当然少不了舌头,正吃着他龟头的骚母猪有着一条长舌,舌尖细小灵活,不同于妈妈对马眼的情有独钟,这条舌头大半的精力放在龟冠上。

        她肉厚的嘴唇紧紧卡住冠状沟,而她的舌头就跟在嘴唇后面,细致而温柔地舔舐着龟冠,与她嘴唇的贪婪相比,她的舌头是那么充满温情。

        楚远的龟冠上有一圈硬硬的颗粒状凸起,在插入时能带给那些骨子里渴求性爱快感的下贱雌性,常人无法想象的快乐,或许这就是她钟情于舔舐龟冠的原因吧……

        而在专注于龟冠之余,那条灵巧温柔的舌头,只是偶尔挑逗一次马眼,将里面溢出的忍耐汁勾走,然后那条淫舌就会短暂的消失一会儿,大概是在细细品尝忍耐汁的滋味,无暇伺候小正太圆润坚挺的龟头。

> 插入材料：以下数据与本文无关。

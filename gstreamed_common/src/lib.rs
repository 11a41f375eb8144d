//! Pipeline building blocks shared by the gstreamed binaries.

pub mod annotate;
pub mod bbox;
pub mod coco_classes;
pub mod discovery;
pub mod frame;
pub mod frame_times;
pub mod img_dimensions;
pub mod meta;
pub mod meter;
pub mod pipeline;
pub mod tiler;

        而当它再次碰到粉嫩的龟头上时,这条充分体现了其主人有多么淫贱浪荡的舌头,与之前相比总会多一丝急切的意味,当然,这也带给了小正太更多销骨蚀髓的美妙刺激。

        这是理所当然的,这些下流骚贱的雌性被催情体液俘获的样子,楚远看过无数次,就算现在被蒙住眼睛,他也不难猜出,正在吃他龟头的那个骚货,此时该是什么淫媚销魂的表现。

        一定正在为最爱的大鸡巴的味道,充满了口腔和鼻腔而陶醉吧……

        或许已经爽到翻白眼了,跪着的双腿也应该忍不住并拢夹紧,但这也不能阻止蜜穴里的骚汁流出来,把她性感的丝袜或是细网袜染湿,留下明显的水迹。

        可楚远哪怕能想象到这一切,却始终分辨不出正在含着自己龟头的,到底是舅妈还是林阿姨,毕竟这群骚淫母猪,一旦看到大鸡巴,就全都是一副下贱德行。

        虽然按照往常的习惯,林阿姨更喜欢吸嘬他尿道里的体液,不会痴迷于自己的龟冠,但这个肉便器是只狡猾的骚狐狸,也许她就是在故布疑云,骗自己上当。